> **Task to complete**
What you return must be every line from the beginning of the data through the line holding "the host portal.", unchanged.

[Collected data entries]
########

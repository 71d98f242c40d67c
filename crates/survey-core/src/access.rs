//! Read and write authorisation for responses and the reports derived from
//! them.
//!
//! Reads may be delegated to reviewer roles; writes may not. The owner of a
//! response is the only principal who can ever modify it.

use std::collections::BTreeSet;

use serde::{Deserialize, Serialize};

use crate::{Error, Result, response::Response};

/// The authenticated caller of one request, built fresh for every request
/// from facts supplied by the host portal.
#[derive(Debug, Clone, PartialEq, Eq, Serialize, Deserialize)]
pub struct Principal {
  pub user:  String,
  pub roles: BTreeSet<String>,
}

impl Principal {
  pub fn new<I, R>(user: impl Into<String>, roles: I) -> Self
  where
    I: IntoIterator<Item = R>,
    R: Into<String>,
  {
    Self {
      user:  user.into(),
      roles: roles.into_iter().map(Into::into).collect(),
    }
  }

  pub fn has_role(&self, role: &str) -> bool { self.roles.contains(role) }
}

/// Decides who may read or write a [`Response`].
#[derive(Debug, Clone, Default)]
pub struct AccessPolicy {
  reviewer_roles: Vec<String>,
}

impl AccessPolicy {
  /// `reviewer_roles` keeps its configured order; it only affects which
  /// matching role is reported in logs.
  pub fn new(reviewer_roles: Vec<String>) -> Self { Self { reviewer_roles } }

  pub fn reviewer_roles(&self) -> &[String] { &self.reviewer_roles }

  pub fn is_owner(&self, principal: &Principal, response: &Response) -> bool {
    principal.user == response.user
  }

  /// The first configured reviewer role the principal holds.
  pub fn reviewer_role<'a>(&'a self, principal: &Principal) -> Option<&'a str> {
    self
      .reviewer_roles
      .iter()
      .map(String::as_str)
      .find(|role| principal.has_role(role))
  }

  pub fn can_read(&self, principal: &Principal, response: &Response) -> bool {
    self.is_owner(principal, response) || self.reviewer_role(principal).is_some()
  }

  /// Only the owner may write; reviewer roles are never consulted.
  pub fn can_write(&self, principal: &Principal, response: &Response) -> bool {
    self.is_owner(principal, response)
  }

  pub fn authorize_read(&self, principal: &Principal, response: &Response) -> Result<()> {
    if self.is_owner(principal, response) {
      return Ok(());
    }
    match self.reviewer_role(principal) {
      Some(role) => {
        tracing::debug!(
          user = %principal.user,
          response = response.id,
          role,
          "reading another user's response via reviewer role"
        );
        Ok(())
      }
      None => {
        tracing::warn!(
          user = %principal.user,
          response = response.id,
          "read access denied"
        );
        Err(Error::AccessDenied)
      }
    }
  }

  pub fn authorize_write(&self, principal: &Principal, response: &Response) -> Result<()> {
    if self.can_write(principal, response) {
      Ok(())
    } else {
      tracing::warn!(
        user = %principal.user,
        response = response.id,
        "write rejected: not the owner"
      );
      Err(Error::OwnershipMismatch(response.id))
    }
  }
}
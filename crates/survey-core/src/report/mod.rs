//! Completion reports and the registry that picks a strategy per survey.
//!
//! A strategy is a pure function of a survey and one response. The registry
//! holds named strategies, explicit `canonical name → strategy` overrides and
//! an optional default. It is built once at startup and read-only afterwards,
//! so a given survey always resolves to the same strategy instance.

mod answers;
mod completion;

use std::{collections::BTreeMap, sync::Arc};

use serde::{Deserialize, Serialize};

use crate::{Error, Result, response::Response, survey::Survey};

pub use answers::AnswerListReport;
pub use completion::CompletionReport;

// ─── Rendered output ─────────────────────────────────────────────────────────

#[derive(Debug, Clone, PartialEq, Eq, Serialize, Deserialize)]
pub struct ReportSection {
  pub heading: String,
  pub lines:   Vec<String>,
}

/// A transport-neutral report; rendering to HTML or anything else is up to
/// the client.
#[derive(Debug, Clone, PartialEq, Eq, Serialize, Deserialize)]
pub struct RenderableReport {
  /// Name of the strategy that produced this report.
  pub strategy: String,
  pub title:    String,
  pub response: i64,
  pub sections: Vec<ReportSection>,
}

// ─── Strategy ────────────────────────────────────────────────────────────────

pub trait ReportGenerator: Send + Sync {
  /// Registry key for this strategy.
  fn name(&self) -> &str;

  fn generate(&self, survey: &Survey, response: &Response) -> RenderableReport;
}

fn report_title(survey: &Survey) -> String {
  survey
    .title
    .clone()
    .unwrap_or_else(|| survey.canonical_name.clone())
}

// ─── Registry ────────────────────────────────────────────────────────────────

pub struct ReportRegistry {
  strategies: BTreeMap<String, Arc<dyn ReportGenerator>>,
  surveys:    BTreeMap<String, String>,
  default:    Option<String>,
}

impl std::fmt::Debug for ReportRegistry {
  fn fmt(&self, f: &mut std::fmt::Formatter<'_>) -> std::fmt::Result {
    f.debug_struct("ReportRegistry")
      .field("strategies", &self.strategies.keys().collect::<Vec<_>>())
      .field("surveys", &self.surveys)
      .field("default", &self.default)
      .finish()
  }
}

impl ReportRegistry {
  /// An empty builder: no strategies, no default.
  pub fn builder() -> ReportRegistryBuilder { ReportRegistryBuilder::default() }

  /// A builder preloaded with the built-in strategies, defaulting to
  /// [`AnswerListReport`].
  pub fn with_builtin() -> ReportRegistryBuilder {
    Self::builder()
      .register(AnswerListReport)
      .register(CompletionReport)
      .default_strategy(Some(AnswerListReport::NAME))
  }

  pub fn strategy_names(&self) -> impl Iterator<Item = &str> {
    self.strategies.keys().map(String::as_str)
  }

  /// Pick the strategy for `survey`: an explicit mapping first, then the
  /// default.
  pub fn resolve(&self, survey: &Survey) -> Result<&dyn ReportGenerator> {
    let name = self
      .surveys
      .get(&survey.canonical_name.to_lowercase())
      .or(self.default.as_ref())
      .ok_or_else(|| Error::NoReportStrategy(survey.canonical_name.clone()))?;

    self
      .strategies
      .get(name)
      .map(|g| &**g)
      .ok_or_else(|| Error::NoReportStrategy(survey.canonical_name.clone()))
  }

  pub fn generate(&self, survey: &Survey, response: &Response) -> Result<RenderableReport> {
    let generator = self.resolve(survey)?;
    tracing::debug!(
      survey = %survey.canonical_name,
      response = response.id,
      strategy = generator.name(),
      "generating report"
    );
    Ok(generator.generate(survey, response))
  }
}

#[derive(Default)]
pub struct ReportRegistryBuilder {
  strategies: BTreeMap<String, Arc<dyn ReportGenerator>>,
  surveys:    BTreeMap<String, String>,
  default:    Option<String>,
}

impl ReportRegistryBuilder {
  /// Register a strategy under its [`ReportGenerator::name`]; a later
  /// registration with the same name replaces the earlier one.
  pub fn register(mut self, generator: impl ReportGenerator + 'static) -> Self {
    self
      .strategies
      .insert(generator.name().to_owned(), Arc::new(generator));
    self
  }

  /// Route the survey with `canonical_name` to `strategy`. Names match
  /// case-insensitively.
  pub fn map_survey(
    mut self,
    canonical_name: impl Into<String>,
    strategy: impl Into<String>,
  ) -> Self {
    self.surveys.insert(canonical_name.into().to_lowercase(), strategy.into());
    self
  }

  /// Set or clear the fallback strategy.
  pub fn default_strategy(mut self, strategy: Option<impl Into<String>>) -> Self {
    self.default = strategy.map(Into::into);
    self
  }

  /// Finish the registry, rejecting mappings or a default that name an
  /// unregistered strategy.
  pub fn build(self) -> Result<ReportRegistry> {
    for (survey, strategy) in &self.surveys {
      if !self.strategies.contains_key(strategy) {
        return Err(Error::NoReportStrategy(format!(
          "{survey} (mapped to unknown strategy {strategy:?})"
        )));
      }
    }
    if let Some(strategy) = &self.default
      && !self.strategies.contains_key(strategy)
    {
      return Err(Error::NoReportStrategy(format!(
        "<default> (unknown strategy {strategy:?})"
      )));
    }

    Ok(ReportRegistry {
      strategies: self.strategies,
      surveys:    self.surveys,
      default:    self.default,
    })
  }
}
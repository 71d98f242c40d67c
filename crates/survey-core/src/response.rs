//! Responses: one user's attempt at one survey.

use std::collections::BTreeSet;

use chrono::{DateTime, Utc};
use serde::{Deserialize, Serialize};

use crate::codec::{self, AnswerSelection};

/// A persisted response. The owning `user` is fixed at creation from the
/// acting principal and is never taken from a payload.
#[derive(Debug, Clone, PartialEq, Eq, Serialize, Deserialize)]
#[serde(rename_all = "camelCase")]
pub struct Response {
  pub id:         i64,
  pub user:       String,
  pub survey:     i64,
  pub answers:    Vec<ResponseAnswer>,
  pub created_at: DateTime<Utc>,
  pub updated_at: DateTime<Utc>,
}

impl Response {
  pub fn answer_for(&self, question_id: i64) -> Option<&ResponseAnswer> {
    self.answers.iter().find(|ra| ra.question == question_id)
  }
}

/// The selection(s) made for one question. An empty `selected` set means the
/// question was left unanswered.
///
/// On the wire `selected` travels under `answer` in the same two shapes the
/// codec accepts, so a fetched response can be sent back unchanged.
#[derive(Debug, Clone, PartialEq, Eq, Serialize, Deserialize)]
pub struct ResponseAnswer {
  pub id:       i64,
  pub question: i64,
  #[serde(rename = "answer", with = "codec::selection")]
  pub selected: BTreeSet<i64>,
}

impl ResponseAnswer {
  pub fn is_answered(&self) -> bool { !self.selected.is_empty() }
}

// ─── Inputs ──────────────────────────────────────────────────────────────────

/// One decoded `{question, answer}` fragment of a response payload.
#[derive(Debug, Clone, PartialEq, Eq)]
pub struct ResponseAnswerInput {
  pub question:  i64,
  pub selection: AnswerSelection,
}

/// A decoded response payload. Built by [`codec::decode_response`]; any
/// `user` field in the payload is discarded.
#[derive(Debug, Clone, PartialEq, Eq)]
pub struct ResponseInput {
  pub id:      Option<i64>,
  pub survey:  i64,
  pub answers: Vec<ResponseAnswerInput>,
}
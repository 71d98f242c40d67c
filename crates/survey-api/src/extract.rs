//! `Path` and `Query` extractors whose rejections use the API's JSON error
//! body instead of axum's plain-text one.

use axum::{extract::FromRequestParts, http::request::Parts};
use serde::de::DeserializeOwned;

use crate::error::ApiError;

/// Typed path parameters. A segment that fails to parse is a 400.
#[derive(Debug)]
pub struct Path<T>(pub T);

impl<S, T> FromRequestParts<S> for Path<T>
where
  T: DeserializeOwned + Send,
  S: Send + Sync,
{
  type Rejection = ApiError;

  async fn from_request_parts(parts: &mut Parts, state: &S) -> Result<Self, Self::Rejection> {
    axum::extract::Path::<T>::from_request_parts(parts, state)
      .await
      .map(|axum::extract::Path(value)| Path(value))
      .map_err(|rejection| ApiError::BadRequest(rejection.body_text()))
  }
}

/// Typed query string. A missing or malformed parameter is a 400.
#[derive(Debug)]
pub struct Query<T>(pub T);

impl<S, T> FromRequestParts<S> for Query<T>
where
  T: DeserializeOwned + Send,
  S: Send + Sync,
{
  type Rejection = ApiError;

  async fn from_request_parts(parts: &mut Parts, state: &S) -> Result<Self, Self::Rejection> {
    axum::extract::Query::<T>::from_request_parts(parts, state)
      .await
      .map(|axum::extract::Query(value)| Query(value))
      .map_err(|rejection| ApiError::BadRequest(rejection.body_text()))
  }
}
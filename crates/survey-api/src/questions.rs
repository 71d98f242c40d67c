//! Handlers for `/questions` endpoints.

use axum::{
  Json,
  extract::State,
  http::StatusCode,
  response::IntoResponse,
};
use bytes::Bytes;
use survey_core::{question::QuestionInput, store::SurveyStore};

use crate::{
  AppState, parse_body,
  auth::{Authenticated, Role},
  error::ApiError,
  extract::Path,
};

/// `POST /questions`
pub async fn create<S: SurveyStore + 'static>(
  State(state): State<AppState<S>>,
  Authenticated(principal): Authenticated,
  body: Bytes,
) -> Result<impl IntoResponse, ApiError> {
  state.auth.require(&principal, Role::Admin)?;
  let input: QuestionInput = parse_body(&body)?;
  let question = state.service.create_question(input).await?;
  Ok((StatusCode::CREATED, Json(question)))
}

/// `PUT /questions/{id}`; a missing question is a bad request here.
pub async fn update<S: SurveyStore + 'static>(
  State(state): State<AppState<S>>,
  Authenticated(principal): Authenticated,
  Path(id): Path<i64>,
  body: Bytes,
) -> Result<impl IntoResponse, ApiError> {
  state.auth.require(&principal, Role::Admin)?;
  let input: QuestionInput = parse_body(&body)?;
  let question = state
    .service
    .update_question(id, input)
    .await
    .map_err(ApiError::client_fault)?;
  tracing::info!(question = id, user = %principal.user, "question updated");
  Ok((StatusCode::CREATED, Json(question)))
}
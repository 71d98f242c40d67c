//! A progress report: how much of the survey has been answered.

use super::{RenderableReport, ReportGenerator, ReportSection, report_title};
use crate::{response::Response, survey::Survey};

pub struct CompletionReport;

impl CompletionReport {
  pub const NAME: &'static str = "completion";
}

impl ReportGenerator for CompletionReport {
  fn name(&self) -> &str { Self::NAME }

  fn generate(&self, survey: &Survey, response: &Response) -> RenderableReport {
    let (answered, unanswered): (Vec<_>, Vec<_>) =
      survey.survey_questions.iter().partition(|sq| {
        response
          .answer_for(sq.question.id)
          .is_some_and(|ra| ra.is_answered())
      });

    let total = survey.survey_questions.len();
    let mut sections = vec![ReportSection {
      heading: "Progress".to_owned(),
      lines:   vec![format!("{} of {total} questions answered", answered.len())],
    }];
    if !unanswered.is_empty() {
      sections.push(ReportSection {
        heading: "Unanswered".to_owned(),
        lines:   unanswered.iter().map(|sq| sq.question.text.clone()).collect(),
      });
    }

    RenderableReport {
      strategy: Self::NAME.to_owned(),
      title: report_title(survey),
      response: response.id,
      sections,
    }
  }
}
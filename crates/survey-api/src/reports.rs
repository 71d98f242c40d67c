//! Handler for `GET /surveyReport/{id}`: the rendered report of one response.
//!
//! Readable by the response owner and by reviewers. The strategy is chosen
//! by the survey's canonical name through the configured
//! [`ReportRegistry`](survey_core::report::ReportRegistry); a survey with no
//! strategy is a server configuration fault (500).

use axum::{
  Json,
  extract::State,
};
use survey_core::{report::RenderableReport, store::SurveyStore};

use crate::{
  AppState,
  auth::{Authenticated, Role},
  error::ApiError,
  extract::Path,
};

pub async fn get_one<S: SurveyStore + 'static>(
  State(state): State<AppState<S>>,
  Authenticated(principal): Authenticated,
  Path(id): Path<i64>,
) -> Result<Json<RenderableReport>, ApiError> {
  state.auth.require(&principal, Role::User)?;
  let response = state.service.get_response(id).await?;
  state.policy.authorize_read(&principal, &response)?;

  let survey = state.service.get_survey(response.survey).await?;
  let report = state.reports.generate(&survey, &response)?;
  tracing::debug!(response = id, strategy = %report.strategy, "report rendered");
  Ok(Json(report))
}
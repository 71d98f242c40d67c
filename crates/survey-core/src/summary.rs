//! Aggregate answer distributions across every response to a survey.

use std::collections::BTreeMap;

use serde::{Deserialize, Serialize};

use crate::{response::Response, survey::Survey};

#[derive(Debug, Clone, PartialEq, Eq, Serialize, Deserialize)]
#[serde(rename_all = "camelCase")]
pub struct QuestionSummary {
  pub question:      i64,
  /// Responses that selected at least one answer for this question.
  pub answered:      usize,
  /// Selection count per answer id.
  pub answer_counts: BTreeMap<i64, usize>,
}

#[derive(Debug, Clone, PartialEq, Eq, Serialize, Deserialize)]
#[serde(rename_all = "camelCase")]
pub struct SurveySummary {
  pub survey:          i64,
  pub total_responses: usize,
  pub questions:       Vec<QuestionSummary>,
}

impl SurveySummary {
  /// Tally `responses` against the questions linked to `survey`, in survey
  /// order. Selections for questions no longer linked are not counted.
  pub fn tally(survey: &Survey, responses: &[Response]) -> Self {
    let questions = survey
      .survey_questions
      .iter()
      .map(|sq| {
        let mut summary = QuestionSummary {
          question:      sq.question.id,
          answered:      0,
          answer_counts: sq
            .question
            .question_answers
            .iter()
            .map(|qa| (qa.answer.id, 0))
            .collect(),
        };
        for ra in responses.iter().filter_map(|r| r.answer_for(sq.question.id)) {
          if ra.is_answered() {
            summary.answered += 1;
          }
          for id in &ra.selected {
            *summary.answer_counts.entry(*id).or_default() += 1;
          }
        }
        summary
      })
      .collect();

    Self {
      survey: survey.id,
      total_responses: responses.len(),
      questions,
    }
  }
}

#[cfg(test)]
mod tests {
  use super::*;
  use crate::report::tests::{response, survey};

  #[test]
  fn counts_each_selected_answer() {
    let responses = vec![
      response(&[(1, &[3]), (2, &[5, 6])]),
      response(&[(1, &[4]), (2, &[5])]),
      response(&[(1, &[])]),
    ];
    let summary = SurveySummary::tally(&survey("career"), &responses);

    assert_eq!(summary.survey, 7);
    assert_eq!(summary.total_responses, 3);

    let q1 = &summary.questions[0];
    assert_eq!(q1.question, 1);
    assert_eq!(q1.answered, 2);
    assert_eq!(q1.answer_counts, BTreeMap::from([(3, 1), (4, 1)]));

    let q2 = &summary.questions[1];
    assert_eq!(q2.answered, 2);
    assert_eq!(q2.answer_counts, BTreeMap::from([(5, 2), (6, 1)]));
  }

  #[test]
  fn no_responses_yields_zeroes() {
    let summary = SurveySummary::tally(&survey("career"), &[]);
    assert_eq!(summary.total_responses, 0);
    assert!(summary.questions.iter().all(|q| q.answered == 0));
    assert_eq!(summary.questions[0].answer_counts.get(&3), Some(&0));
  }
}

########

> **Task result**
repository 71d98f242c40d67c
filename crates/survey-core/src/access.rs
//! Read and write authorisation for responses and the reports derived from
//! them.
//!
//! Reads may be delegated to reviewer roles; writes may not. The owner of a
//! response is the only principal who can ever modify it.

use std::collections::BTreeSet;

use serde::{Deserialize, Serialize};

use crate::{Error, Result, response::Response};

/// The authenticated caller of one request, built fresh for every request
/// from facts supplied by the host portal.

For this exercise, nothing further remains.